Q:  Is Ellsworth taking this pandemic seriously, and what is the long-term plan to keep our service members safe?

Doss - Of course we are. We declared a public health emergency March 25, which provides more legal authority to help, such as additional telework and safety leave for civilians. We have implemented – and continue to implement – several measures to mitigate risk. For example, we have closed most offices, implemented telework, changed work schedules to minimize our footprint, barred visitors, implemented orders for members to not travel or frequent bars and restaurants except for carry out, and provided hygiene equipment and supplies. Additional restrictions/measures are coming.

As a combat wing, we must continue to be mission ready and do not have the luxury to just close, so we educate and mitigate risk by taking appropriate measures. If you are sick - don’t come to work. We quarantine where needed. None of this alleviates the responsibility for each person to take this seriously and do their part to mitigate risk. As our CSAF recently said, “We are not doing business as usual, we are doing business as required.”

Q: What policies and procedures have been put into place at the commissary?

Chief - Per the wing commander’s request, the Defense Commissary Agency has agreed to limit access to the commissary to active-duty personnel and their dependents during the first two business hours of each day the commissary is open. During all other business hours, anyone with commissary privileges may shop there. 

To help with social distancing, everyone must have a cart and only 50 carts are allowed at a time. Commissary management is also taking steps to ration popular items. Of note, the 28th Security Forces Squadron will have a presence at opening and during the transition to help keep things orderly.

Q: Any thoughts about having volunteers from the base private orgs assist with stocking the Commissary? 

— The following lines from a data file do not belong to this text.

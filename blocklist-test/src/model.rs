//! A reference model of the list.

use std::{convert::TryFrom, marker::PhantomData};

use blocklist_core::{BlockRecord, Configuration, Error, OrderedList};

/// Model is a trivially correct, `Vec`-backed, rendition of `OrderedList`.
///
/// It mirrors the results, including the errors, of the operations of `OrderedList` under the same Configuration.
pub struct Model<B, C> {
    blocks: Vec<B>,
    _configuration: PhantomData<fn() -> C>,
}

impl<B, C> Model<B, C>
    where
        B: BlockRecord,
        C: Configuration,
{
    /// Creates an empty instance.
    pub fn new() -> Self { Self { blocks: vec!(), _configuration: PhantomData } }

    /// Returns the blocks, in order.
    pub fn blocks(&self) -> &[B] { &self.blocks }

    /// Returns the number of blocks.
    pub fn len(&self) -> usize { self.blocks.len() }

    /// Returns whether the model is empty.
    pub fn is_empty(&self) -> bool { self.blocks.is_empty() }

    /// Prepends a block.
    pub fn add_first(&mut self, block: B) { self.blocks.insert(0, block); }

    /// Appends a block.
    pub fn add_last(&mut self, block: B) { self.blocks.push(block); }

    /// Inserts a block at `index`.
    pub fn insert_at(&mut self, index: usize, block: B) -> Result<(), Error> {
        if index > self.len() {
            return if C::REJECT_OUT_OF_RANGE_INSERT { Err(self.out_of_range(index)) } else { Ok(()) };
        }

        self.blocks.insert(index, block);

        Ok(())
    }

    /// Returns the block at `index`.
    pub fn block_at(&self, index: usize) -> Result<&B, Error> {
        self.check_index(index)?;

        self.blocks.get(index).ok_or(Error::NullReference)
    }

    /// Returns the index of the first block equal to `block`, if any.
    pub fn index_of(&self, block: &B) -> Option<usize> { self.blocks.iter().position(|candidate| candidate == block) }

    /// Removes the first block.
    pub fn pop_first(&mut self) -> Option<B> {
        if self.is_empty() {
            None
        } else {
            Some(self.blocks.remove(0))
        }
    }

    /// Removes the block at `index`.
    pub fn remove_at(&mut self, index: usize) -> Result<B, Error> {
        self.check_index(index)?;

        if index == self.len() {
            return Err(Error::NullReference);
        }

        Ok(self.blocks.remove(index))
    }

    /// Removes the first block equal to `block`.
    pub fn remove_by_value(&mut self, block: &B) -> Result<B, Error> {
        let size = self.len();

        let index = self.index_of(block).ok_or(Error::OutOfRange { index: -1, size })?;

        self.remove_at(index)
    }

    /// Asserts that `list` holds the same blocks as the model.
    ///
    /// #   Panics
    ///
    /// -   If the blocks differ, or the list is internally inconsistent.
    pub fn assert_matches(&self, list: &OrderedList<B, C>)
        where
            B: std::fmt::Debug,
    {
        assert_eq!(Ok(()), list.check_consistency());
        assert_eq!(self.len(), list.len());
        assert_eq!(self.blocks.iter().collect::<Vec<_>>(), list.iter().collect::<Vec<_>>());
        assert_eq!(self.blocks.first(), list.first().map(|node| node.block()));
        assert_eq!(self.blocks.last(), list.last().map(|node| node.block()));
    }

    fn check_index(&self, index: usize) -> Result<(), Error> {
        let size = self.len();
        let within = index < size || (C::INCLUSIVE_UPPER_BOUND && index == size);

        if size == 0 || !within {
            return Err(self.out_of_range(index));
        }

        Ok(())
    }

    //  Indices beyond `isize::MAX` saturate, as they do in the list.
    fn out_of_range(&self, index: usize) -> Error {
        let index = isize::try_from(index).unwrap_or(isize::MAX);

        Error::OutOfRange { index, size: self.len() }
    }
}

impl<B, C> Default for Model<B, C>
    where
        B: BlockRecord,
        C: Configuration,
{
    fn default() -> Self { Self::new() }
}

#[cfg(test)]
mod tests {

use blocklist_core::{CompatibleConfiguration, StrictConfiguration};

use super::*;

#[test]
fn model_strict() {
    let mut model = Model::<u32, StrictConfiguration>::new();

    assert_eq!(Err(Error::OutOfRange { index: 1, size: 0 }), model.insert_at(1, 1));
    assert_eq!(Ok(()), model.insert_at(0, 1));
    model.add_first(0);
    model.add_last(2);

    assert_eq!(&[0, 1, 2], model.blocks());
    assert_eq!(Err(Error::OutOfRange { index: 3, size: 3 }), model.block_at(3));
    assert_eq!(Err(Error::OutOfRange { index: -1, size: 3 }), model.remove_by_value(&7));
    assert_eq!(Ok(1), model.remove_by_value(&1));
    assert_eq!(Some(0), model.pop_first());
}

#[test]
fn model_compatible() {
    let mut model = Model::<u32, CompatibleConfiguration>::default();

    assert_eq!(Ok(()), model.insert_at(1, 1));
    assert!(model.is_empty());

    model.add_last(1);

    assert_eq!(Err(Error::NullReference), model.block_at(1));
    assert_eq!(Err(Error::NullReference), model.remove_at(1));
    assert_eq!(Err(Error::OutOfRange { index: 2, size: 1 }), model.remove_at(2));
}

#[test]
fn model_huge_index() {
    let mut model = Model::<u32, StrictConfiguration>::new();
    let mut list = OrderedList::<u32, StrictConfiguration>::new();

    model.add_last(1);
    list.add_last(1);

    let expected = Error::OutOfRange { index: isize::MAX, size: 1 };

    assert_eq!(Err(expected), model.block_at(usize::MAX));
    assert_eq!(list.block_at(usize::MAX), model.block_at(usize::MAX));
    assert_eq!(list.insert_at(usize::MAX, 2), model.insert_at(usize::MAX, 2));
    assert_eq!(list.remove_at(usize::MAX), model.remove_at(usize::MAX));

    model.assert_matches(&list);
}

} // mod tests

Chief - We don’t intend to assist with stocking at this time. With the new measures in place restricting the number of personnel in the store at any given time, the commissary staff now has sufficient time and space to maneuver to restock shelves as trucks come in. We do ask for continued patience as scheduled deliveries for the commissary are sometimes behind due to backlog in the national supply system. 

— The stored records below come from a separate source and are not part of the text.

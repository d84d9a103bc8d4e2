//! The internals of blocklist-core.
//!
//! The internals provide all the heavy-lifting.

mod cursor;
mod list;
mod node;

pub use cursor::Cursor;
pub use list::OrderedList;
pub use node::{Node, NodeId};

pub(crate) use node::NodePtr;
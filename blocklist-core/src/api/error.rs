//! Errors reported by the list and its cursor.

use core::convert::TryFrom;

use thiserror::Error;

use crate::NodeId;

/// Error
///
/// The failures of the list operations.
///
/// None of them is transient: retrying the same operation on the same list yields the same error.
#[derive(Clone, Copy, Debug, Eq, PartialEq, Hash, Error)]
pub enum Error {
    /// The index lies outside of the range permitted by the operation.
    ///
    /// An `index` of -1 denotes a lookup-by-value which found no matching record.
    #[error("index {index} is out of range for a list of {size} blocks")]
    OutOfRange {
        /// The offending index.
        index: isize,
        /// The size of the list at the time of the operation.
        size: usize,
    },
    /// The operation required a node, and none was provided.
    #[error("no node to operate on")]
    NullReference,
    /// The node is not part of this list.
    #[error("node {0} is not part of this list")]
    ForeignNode(NodeId),
    /// The cursor was advanced past the last node.
    #[error("cursor advanced past the last node")]
    EndOfSequence,
    /// The size of the list and the length of its chain of nodes disagree.
    #[error("list holds {expected} blocks, yet its chain links {actual} nodes")]
    InternalInconsistency {
        /// The size recorded by the list.
        expected: usize,
        /// The number of nodes actually reachable from the head.
        actual: usize,
    },
    /// The tail of the list is not the last node of its chain.
    #[error("the tail of the list is not the last node of its chain")]
    MisplacedTail,
}

impl Error {
    /// Creates an `OutOfRange` error.
    pub(crate) fn out_of_range(index: usize, size: usize) -> Self {
        let index = isize::try_from(index).unwrap_or(isize::MAX);

        Error::OutOfRange { index, size }
    }

    /// Creates the `OutOfRange` error of a lookup-by-value which found nothing.
    pub(crate) fn not_found(size: usize) -> Self { Error::OutOfRange { index: -1, size } }
}

// mod tests
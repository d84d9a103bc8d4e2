//! Memory Block

use core::fmt;

/// MemoryBlock
///
/// A contiguous region of the simulated address space, starting at `base_address` and spanning `length` units.
#[derive(Debug, Default, Clone, Copy, Eq, PartialEq, Hash)]
pub struct MemoryBlock {
    base_address: usize,
    length: usize,
}

impl MemoryBlock {
    /// Creates an instance.
    pub const fn new(base_address: usize, length: usize) -> Self { Self { base_address, length } }

    /// Returns the address at which the block starts.
    pub const fn base_address(&self) -> usize { self.base_address }

    /// Returns the length of the block.
    pub const fn length(&self) -> usize { self.length }
}

impl fmt::Display for MemoryBlock {
    fn fmt(&self, f: &mut fmt::Formatter<'_>) -> fmt::Result {
        write!(f, "({} , {})", self.base_address, self.length)
    }
}

// mod tests
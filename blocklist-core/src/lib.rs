#![no_std]

#![deny(missing_docs)]

//! Building blocks for tracking the regions of an address space.
//!
//! blocklist-core provides an ordered, singly-linked list of block records, intended as the bookkeeping layer beneath
//! a first-fit or best-fit allocator. It contains:
//! -   A capability trait, `BlockRecord`, describing what the list requires of the records it stores.
//! -   A configuration trait, selecting how the list treats the boundaries of its index space.
//! -   The list itself, `OrderedList`, with O(1) access to both ends, and its forward-only `Cursor`.

extern crate alloc;

mod api;
mod internals;

pub use api::*;
pub use internals::{Cursor, Node, NodeId, OrderedList};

Q - What procedures do we have in place at the Child Development Center and Youth Center to protect the kids?

Doss - Chief Hemingway and I both visited the CDC and Youth Center. The number of children in the CDC and Youth Center has actually decreased, allowing more room for the kiddos to spread out. Temperatures are taken before they are allowed to enter, and any child with a fever is turned away. We had to have our temps taken as well before we were allowed back to look! The staff practices and enforces strict hygiene and cleaning protocols.

Q:  What happens if we move to HPCON C+ or D? What about childcare services?

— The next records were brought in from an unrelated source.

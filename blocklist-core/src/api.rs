//! The API of blocklist-core.

mod configuration;
mod error;
mod record;

pub use configuration::{CompatibleConfiguration, Configuration, StrictConfiguration};
pub use error::Error;
pub use record::BlockRecord;
pub mod cart;
pub mod identity_images;
pub mod orders;
pub mod products;

pub use cart::*;
pub use identity_images::*;
pub use orders::*;
pub use products::*;

pub(crate) fn round2(value: f64) -> f64 {
    (value * 100.0).round() / 100.0
}
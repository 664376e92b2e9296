//! Client toolkit for the TMC marketplace backend: a typed API gateway,
//! defensive view-model transformers, and the bulk product import pipeline
//! (spreadsheet parse -> row validation -> image batching -> multipart upload).

pub mod api;
pub mod config;
pub mod error;
pub mod import;
pub mod models;
pub mod transform;

pub use config::ClientConfig;
pub use error::{ClientError, Result};
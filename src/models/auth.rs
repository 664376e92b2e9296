use serde::{Deserialize, Serialize};

/// Response of the register and login endpoints.
#[derive(Debug, Clone, Serialize, Deserialize)]
pub struct AuthResponse {
    pub message: Option<String>,
    pub token: String,
}

/// Claims carried in the bearer token payload. Decoded client-side without
/// verification, solely so the UI can know which store it is operating on.
/// Never an authorization input.
#[derive(Debug, Clone, Default, Serialize, Deserialize)]
pub struct TokenClaims {
    pub id: Option<i64>,
    pub username: Option<String>,
    pub store_id: Option<i64>,
}
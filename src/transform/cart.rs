use crate::models::{CartItemView, ProductView};
use crate::transform::round2;

const CART_THUMBNAIL_GLYPH: &str = "📦";

/// Maps a catalog product plus a chosen quantity onto a cart line. Uses the
/// discounted display price; the backend recomputes the authoritative
/// total at checkout.
pub fn to_cart_item(product: &ProductView, quantity: u32) -> CartItemView {
    let image = product
        .images
        .first()
        .cloned()
        .unwrap_or_else(|| CART_THUMBNAIL_GLYPH.to_string());

    CartItemView {
        product_id: product.id.clone(),
        name: product.name.clone(),
        image,
        unit_price: product.final_price,
        quantity,
        total: round2(product.final_price * quantity as f64),
    }
}

#[cfg(test)]
mod tests {
    use super::*;

    fn product() -> ProductView {
        ProductView {
            id: "5".to_string(),
            name: "Shirt".to_string(),
            description: String::new(),
            price: 80.0,
            discount_percentage: Some(25.0),
            final_price: 60.0,
            stock_quantity: 10,
            images: vec!["https://tmc.example/uploads/a.jpg".to_string()],
        }
    }

    #[test]
    fn test_cart_line_uses_discounted_price() {
        let line = to_cart_item(&product(), 3);
        assert_eq!(line.unit_price, 60.0);
        assert_eq!(line.total, 180.0);
        assert_eq!(line.image, "https://tmc.example/uploads/a.jpg");
    }

    #[test]
    fn test_cart_line_without_images_gets_placeholder() {
        let mut p = product();
        p.images.clear();
        let line = to_cart_item(&p, 1);
        assert_eq!(line.image, "📦");
    }
}
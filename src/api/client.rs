use serde_json::Value;
use tracing::error;
use wreq::{Client, RequestBuilder, Response};

use crate::config::ClientConfig;
use crate::error::{ClientError, Result};

/// Fallback shown when the backend fails without a message of its own.
const GENERIC_BACKEND_ERROR: &str = "حدث خطأ غير متوقع";

/// Typed gateway to the TMC backend. Owns the HTTP client, the origin
/// configuration, and the optional bearer token that is attached to every
/// outgoing request. One method per backend operation lives in the
/// resource modules (`auth`, `orders`, `products`, `stores`).
pub struct ApiClient {
    client: Client,
    config: ClientConfig,
    token: Option<String>,
}

impl ApiClient {
    pub fn new(config: ClientConfig) -> Result<Self> {
        let client = Client::builder().build()?;
        Ok(ApiClient {
            client,
            config,
            token: None,
        })
    }

    pub fn with_token(mut self, token: impl Into<String>) -> Self {
        self.token = Some(token.into());
        self
    }

    pub fn set_token(&mut self, token: Option<String>) {
        self.token = token;
    }

    pub fn token(&self) -> Option<&str> {
        self.token.as_deref()
    }

    pub fn config(&self) -> &ClientConfig {
        &self.config
    }

    pub(crate) fn url(&self, path: &str) -> String {
        format!("{}{}", self.config.api_base(), path)
    }

    pub(crate) fn get(&self, path: &str) -> RequestBuilder {
        self.authed(self.client.get(self.url(path)))
    }

    pub(crate) fn post(&self, path: &str) -> RequestBuilder {
        self.authed(self.client.post(self.url(path)))
    }

    pub(crate) fn put(&self, path: &str) -> RequestBuilder {
        self.authed(self.client.put(self.url(path)))
    }

    fn authed(&self, builder: RequestBuilder) -> RequestBuilder {
        match &self.token {
            Some(token) => builder.header("Authorization", format!("Bearer {}", token)),
            None => builder,
        }
    }

    /// Sends a prepared request and normalizes failures: transport errors
    /// and non-2xx statuses both become `ClientError` kinds, with the
    /// backend's own `message` preferred over the generic fallback. Errors
    /// are logged here, then re-thrown; callers decide what the user sees.
    /// Nothing is retried.
    pub(crate) async fn send(&self, builder: RequestBuilder) -> Result<Response> {
        let response = builder.send().await?;
        let status = response.status();
        if status.is_success() {
            return Ok(response);
        }

        let message = response
            .json::<Value>()
            .await
            .ok()
            .and_then(|body| extract_backend_message(&body))
            .unwrap_or_else(|| GENERIC_BACKEND_ERROR.to_string());

        error!("Backend request failed with {}: {}", status, message);
        Err(ClientError::Api {
            status: status.as_u16(),
            message,
        })
    }
}

fn extract_backend_message(body: &Value) -> Option<String> {
    body.get("message")
        .and_then(|m| m.as_str())
        .filter(|m| !m.is_empty())
        .map(|m| m.to_string())
}
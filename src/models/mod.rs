pub mod auth;
pub mod order;
pub mod product;
pub mod shipping;
pub mod store;

pub use auth::*;
pub use order::*;
pub use product::*;
pub use shipping::*;
pub use store::*;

Doss - If we move to HPCON C+ or Delta, we would further restrict access to base, move from mission essential to mission critical personnel and issue other similar orders to reduce interaction and movement of active-duty personnel, civilians and dependents. Although I do not have to increase the HPCON level to enact more restrictions.  With regard to childcare services, numbers of children would be reduced further to mission critical families, or we may close the CDC and Youth Center altogether, depending on how severe the local situation is.

Q: Are base housing moves – from off base to on base and vice versa - on hold until further notice?

Chief - Right now, local scheduled TMO shipments, both to the local area and onto the installation, are not on hold, and DITY moves are still allowed. Although there may be restrictions on the movement of people. Additional exemptions include separations and retirements. On-base housing moves in and out have slowed somewhat due to the stop movement order and wait lists are still being utilized. Please note, this situation is changing due to the recent ordinance passed by Rapid City. We recommend anyone with concerns about on-base housing contact Balfour-Beatty directly at (605) 923-9000.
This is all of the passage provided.